At first, it feels okay. Even empowering.
But then hunger kicks in. Real hunger. Not just physical, but mental hunger too. Your body is asking for fuel, and your brain is asking for relief. Restriction doesn’t just make us hungry, it makes us sad, flat, irritable, and depleted.
And when we feel depleted, we look for dopamine.

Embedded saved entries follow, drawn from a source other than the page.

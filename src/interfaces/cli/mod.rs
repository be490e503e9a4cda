//! CLI interface module
//!
//! This module provides command-line interface functionality for quicklink.

pub mod commands;

use std::fmt;

use crate::cli::{Commands, ConfigCommands};
use crate::config::StaticConfig;
use crate::errors::QuicklinkError;
use crate::runtime::lifetime::prepare_startup;
use commands::{
    build_requests, config_generate, load_batch_file, resolve_link, show_stats, shorten_links,
};

#[derive(Debug)]
pub enum CliError {
    StorageError(String),
    ParseError(String),
    CommandError(String),
    ValidationError(Vec<String>),
    NotResolved(String),
}

impl CliError {
    /// Format as simple output
    pub fn format_simple(&self) -> String {
        match self {
            CliError::StorageError(msg) => format!("Storage error: {}", msg),
            CliError::ParseError(msg) => format!("Parse error: {}", msg),
            CliError::CommandError(msg) => format!("Command error: {}", msg),
            CliError::ValidationError(lines) => {
                format!("Validation failed:\n  {}", lines.join("\n  "))
            }
            CliError::NotResolved(msg) => msg.clone(),
        }
    }

    /// Format as colored output
    pub fn format_colored(&self) -> String {
        use colored::Colorize;
        match self {
            CliError::StorageError(msg) => {
                format!("{} {}", "Storage error:".red().bold(), msg.white())
            }
            CliError::ParseError(msg) => {
                format!("{} {}", "Parse error:".yellow().bold(), msg.white())
            }
            CliError::CommandError(msg) => {
                format!("{} {}", "Command error:".red().bold(), msg.white())
            }
            CliError::ValidationError(lines) => {
                let mut out = format!("{}", "Validation failed:".red().bold());
                for line in lines {
                    out.push_str(&format!("\n  {} {}", "✗".red(), line.white()));
                }
                out
            }
            CliError::NotResolved(msg) => format!("{} {}", "✗".red().bold(), msg.white()),
        }
    }
}

impl fmt::Display for CliError {
    fn fmt(&self, f: &mut fmt::Formatter<'_>) -> fmt::Result {
        write!(f, "{}", self.format_simple())
    }
}

impl std::error::Error for CliError {}

impl From<QuicklinkError> for CliError {
    fn from(err: QuicklinkError) -> Self {
        match err {
            QuicklinkError::Validation(v) => CliError::ValidationError(v.messages()),
            QuicklinkError::Config(msg) | QuicklinkError::StorageBackendNotFound(msg) => {
                CliError::CommandError(msg)
            }
            other => CliError::StorageError(other.to_string()),
        }
    }
}

/// Run a CLI command from clap-parsed input
pub async fn run_cli_command(cmd: Commands, config: &StaticConfig) -> Result<(), CliError> {
    // config generate needs no storage
    if let Commands::Config { action } = cmd {
        let ConfigCommands::Generate { output_path, force } = action;
        return config_generate(output_path, force);
    }

    let context = prepare_startup(config)?;

    match cmd {
        Commands::Shorten {
            urls,
            validity,
            shortcodes,
            from_file,
        } => {
            let requests = match from_file {
                Some(path) => load_batch_file(&path)?,
                None => build_requests(urls, validity, shortcodes)?,
            };
            shorten_links(&context.shortener, requests).await
        }
        Commands::Stats => show_stats(&context.stats).await,
        Commands::Resolve { shortcode } => resolve_link(&context.resolver, &shortcode).await,
        Commands::Serve | Commands::Config { .. } => Err(CliError::CommandError(
            "this command is not available in CLI mode".to_string(),
        )),
    }
}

That dopamine often comes from foods that are quick, comforting, and pleasurable. Chocolate. Biscuits. Snack foods. so called Fun foods. Not because they’re bad, but because they work fast. They give us a moment of relief. A pause. A tiny sense of okay.
So we eat them.
Then guilt shows up.
We tell ourselves we’ve failed. We panic about weight gain. We promise to “do better tomorrow”. And tomorrow usually means restricting again. Cutting back. Trying to undo what we fear we’ve done.
And the cycle continues.
What often gets missed in all of this is that the weight gain we’re so afraid of didn’t happen because we ate chocolate or because we “couldn’t control ourselves”. It happened because our body wasn’t being taken care of properly in the first place.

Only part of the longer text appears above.